Well, it was only collecting dust.
The Grim Reaper came to collect my soul last night. I beat him off with my vacuum cleaner.
Talk about Dyson with Death.
A mate of mine recently admitted to being addicted to brake fluid. When I quizzed him on it he reckoned he could stop any time....
I went to the cemetery yesterday to lay some flowers on a grave. As I was standing there I noticed four grave diggers walking about with a coffin , three hours later and they're still walking about with it. I thought to myself , they've lost the plot!!
My daughter asked me for a pet spider for her birthday, so I went to our local pet shop and they were $70!!! Blow this , I thought , I can get one cheaper off the web.
I was at an ATM yesterday when a little old lady asked if I could check her balance , so I pushed her over.
I start a new job in Seoul next week. I thought it was a good Korea move.
I was driving this morning when I saw an RAC van parked up.

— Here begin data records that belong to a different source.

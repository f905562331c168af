//! Graphics-native buffers shared with compute.

use crate::backend::Backend;
use crate::graphics::GraphicsContext;
use bytemuck::Pod;
use gravwell_core::{NativeBuffer, Result};
use std::marker::PhantomData;
use std::sync::Arc;

/// A vertex buffer of `T` that compute may borrow through acquire/release.
///
/// The native handle is valid for as long as this value lives; dropping it
/// frees the graphics resource. Not `Clone`: there is exactly one owner.
#[derive(Debug)]
pub struct SharedBuffer<T> {
    backend: Arc<dyn Backend>,
    handle: NativeBuffer,
    len: usize,
    _marker: PhantomData<T>,
}

impl<T: Pod> SharedBuffer<T> {
    /// Allocate a buffer holding `data` and upload it once.
    pub fn new(gfx: &GraphicsContext, label: &str, data: &[T]) -> Result<Self> {
        let backend = Arc::clone(gfx.backend());
        let handle = backend.create_graphics_buffer(label, bytemuck::cast_slice(data))?;
        tracing::debug!(%handle, label, len = data.len(), "shared buffer created");
        Ok(Self {
            backend,
            handle,
            len: data.len(),
            _marker: PhantomData,
        })
    }

    /// Element count.
    pub fn len(&self) -> usize {
        self.len
    }

    pub fn is_empty(&self) -> bool {
        self.len == 0
    }

    pub fn handle(&self) -> NativeBuffer {
        self.handle
    }

    /// Read the contents through the graphics side.
    ///
    /// Fails with `INVALID_GRAPHICS_OBJECT` while compute owns the buffer.
    pub fn read(&self) -> Result<Vec<T>> {
        let bytes = self.backend.read_graphics_buffer(self.handle)?;
        Ok(bytemuck::pod_collect_to_vec(&bytes))
    }
}

impl<T> Drop for SharedBuffer<T> {
    fn drop(&mut self) {
        self.backend.destroy_graphics_buffer(self.handle);
    }
}
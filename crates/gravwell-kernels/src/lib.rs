//! Kernel modules for gravwell.
//!
//! Each module pairs a WGSL program with a host implementation of the same
//! entry point, plus the load and exec strategies an
//! [`Executor`](gravwell_runtime::Executor) forwards to.
//!
//! - [`Gravity`] - particles pulled toward a pointer
//! - [`Echo`] - writes its parameter into a buffer

pub mod echo;
pub mod gravity;
pub mod shaders;

pub use echo::{Echo, EchoPayload};
pub use gravity::{Gravity, GravityParams, GravityPayload, Particle, TransferPolicy};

The driver was sobbing uncontrollably and looked very miserable. I thought to myself that guy's heading for a breakdown.
Statistically , 6 out of 7 dwarves are not Happy.
My neighbour knocked on my door at 2:30am this morning , can you believe that , 2:30am?! Luckily for him I was still up playing my Bagpipes.
Paddy says "Mick , I'm thinking of buying a Labrador ."Bugger that" says Mick "have you seen how many of their owners go blind?"
@Region Philbis,
That's a Denis Leary line circa 1992, anyone heard it earlier?
@hingehead,
No, never have. It's a mean one.
How does Dracula get his hair so perfect without a mirror?
Oh, questions about the job?
"No I'm good."
I'm very familiar with 25 letters of the alphabet.
I don't know why.
@hingehead,
Fancy a pint, Mr Van Gogh?
No thanks, I've got one ear.
@Lordyaswas,
I'm the kind of guy who stops the microwave at 1 second just to feel like a bomb defuser.
@vonny,
I'm the kind of guy who uses the smoke alarm for a cooking timer.
@panzade,
I never set the timer on the microwave. Just don't remove or puncture the top of the package. When it explodes, you know it's done.
I've just got back from Accident & Emergency and have a warning for you:
Never take the "Pierce lid and stand in boiling water" instruction too literally.
@Lordyaswas,
Good advice. I still think the instruction about not using the toaster to keep the bath water warm was a little over the top.